— Aim of the task —
Go line by line through the entries and show those that hold the string "field".

— Data section —
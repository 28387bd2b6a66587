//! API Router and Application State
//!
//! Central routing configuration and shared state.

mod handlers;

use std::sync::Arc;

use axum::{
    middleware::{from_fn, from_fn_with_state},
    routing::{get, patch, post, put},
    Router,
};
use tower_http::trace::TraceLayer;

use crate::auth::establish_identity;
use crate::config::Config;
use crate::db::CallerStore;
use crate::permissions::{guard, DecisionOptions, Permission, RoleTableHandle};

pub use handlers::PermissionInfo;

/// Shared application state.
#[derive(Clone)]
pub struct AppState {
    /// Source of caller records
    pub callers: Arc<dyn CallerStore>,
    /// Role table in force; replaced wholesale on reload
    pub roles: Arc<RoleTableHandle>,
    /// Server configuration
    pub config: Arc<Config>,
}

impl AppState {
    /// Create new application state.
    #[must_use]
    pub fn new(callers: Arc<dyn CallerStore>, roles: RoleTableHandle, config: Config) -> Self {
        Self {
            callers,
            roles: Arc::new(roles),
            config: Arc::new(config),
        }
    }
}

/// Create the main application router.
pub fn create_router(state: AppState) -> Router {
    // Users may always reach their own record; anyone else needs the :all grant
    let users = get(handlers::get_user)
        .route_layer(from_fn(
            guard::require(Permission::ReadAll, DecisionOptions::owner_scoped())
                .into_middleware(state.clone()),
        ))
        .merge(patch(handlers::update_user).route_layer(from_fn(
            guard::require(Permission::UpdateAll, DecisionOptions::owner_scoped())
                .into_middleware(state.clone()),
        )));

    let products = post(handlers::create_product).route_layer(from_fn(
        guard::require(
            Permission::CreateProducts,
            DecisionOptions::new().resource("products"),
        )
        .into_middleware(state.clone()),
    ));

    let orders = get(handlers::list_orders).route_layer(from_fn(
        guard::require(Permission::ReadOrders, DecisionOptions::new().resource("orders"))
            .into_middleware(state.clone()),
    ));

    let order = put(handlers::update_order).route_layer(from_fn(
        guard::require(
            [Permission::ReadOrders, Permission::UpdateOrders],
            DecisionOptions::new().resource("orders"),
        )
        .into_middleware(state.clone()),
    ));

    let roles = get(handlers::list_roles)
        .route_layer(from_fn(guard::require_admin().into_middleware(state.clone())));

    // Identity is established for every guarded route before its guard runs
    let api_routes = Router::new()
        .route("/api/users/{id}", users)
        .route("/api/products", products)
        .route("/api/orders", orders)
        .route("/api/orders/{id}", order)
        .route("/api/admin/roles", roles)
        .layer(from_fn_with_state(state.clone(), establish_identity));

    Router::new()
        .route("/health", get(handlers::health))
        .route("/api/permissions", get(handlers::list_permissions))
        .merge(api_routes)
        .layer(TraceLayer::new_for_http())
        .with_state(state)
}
--
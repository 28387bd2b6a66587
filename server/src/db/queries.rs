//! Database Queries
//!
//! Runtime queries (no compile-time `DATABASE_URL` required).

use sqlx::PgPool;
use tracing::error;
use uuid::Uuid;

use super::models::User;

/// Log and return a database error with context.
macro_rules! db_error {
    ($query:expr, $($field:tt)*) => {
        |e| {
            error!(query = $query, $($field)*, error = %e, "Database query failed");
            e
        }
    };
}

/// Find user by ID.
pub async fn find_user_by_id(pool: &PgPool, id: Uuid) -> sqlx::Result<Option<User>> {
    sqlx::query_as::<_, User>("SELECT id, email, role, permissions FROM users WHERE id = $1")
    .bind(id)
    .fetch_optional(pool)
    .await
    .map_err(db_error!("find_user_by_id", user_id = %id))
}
...
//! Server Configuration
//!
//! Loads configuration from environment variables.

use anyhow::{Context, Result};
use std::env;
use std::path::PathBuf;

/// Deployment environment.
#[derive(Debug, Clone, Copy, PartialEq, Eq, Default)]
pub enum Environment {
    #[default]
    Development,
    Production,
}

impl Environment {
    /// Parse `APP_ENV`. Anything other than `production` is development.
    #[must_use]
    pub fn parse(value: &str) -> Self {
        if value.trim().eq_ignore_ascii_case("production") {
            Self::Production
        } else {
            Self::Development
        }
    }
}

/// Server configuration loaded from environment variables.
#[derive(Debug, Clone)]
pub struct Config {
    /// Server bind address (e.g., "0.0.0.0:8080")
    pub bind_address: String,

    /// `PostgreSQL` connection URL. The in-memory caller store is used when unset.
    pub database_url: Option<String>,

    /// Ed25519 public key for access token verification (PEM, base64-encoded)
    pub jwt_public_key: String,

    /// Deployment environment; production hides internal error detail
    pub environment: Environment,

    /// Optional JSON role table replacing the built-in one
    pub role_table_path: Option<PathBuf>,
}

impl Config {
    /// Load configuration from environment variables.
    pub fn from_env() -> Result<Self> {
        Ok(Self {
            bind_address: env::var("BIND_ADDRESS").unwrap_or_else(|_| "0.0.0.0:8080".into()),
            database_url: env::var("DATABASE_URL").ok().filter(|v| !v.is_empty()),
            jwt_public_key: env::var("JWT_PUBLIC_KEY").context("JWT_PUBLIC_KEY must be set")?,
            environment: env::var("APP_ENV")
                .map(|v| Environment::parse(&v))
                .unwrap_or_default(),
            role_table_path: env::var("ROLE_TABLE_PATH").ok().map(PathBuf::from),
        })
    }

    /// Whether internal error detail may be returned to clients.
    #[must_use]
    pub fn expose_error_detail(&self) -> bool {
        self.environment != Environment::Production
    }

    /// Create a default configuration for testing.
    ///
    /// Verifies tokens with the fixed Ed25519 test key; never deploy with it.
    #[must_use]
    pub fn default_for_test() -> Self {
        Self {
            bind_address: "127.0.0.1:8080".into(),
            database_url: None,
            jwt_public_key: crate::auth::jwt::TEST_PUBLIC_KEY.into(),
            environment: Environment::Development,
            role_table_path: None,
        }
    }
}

— Response for this exercise —
    ($query:expr, $($field:tt)*) => {
            error!(query = $query, $($field)*, error = %e, "Database query failed");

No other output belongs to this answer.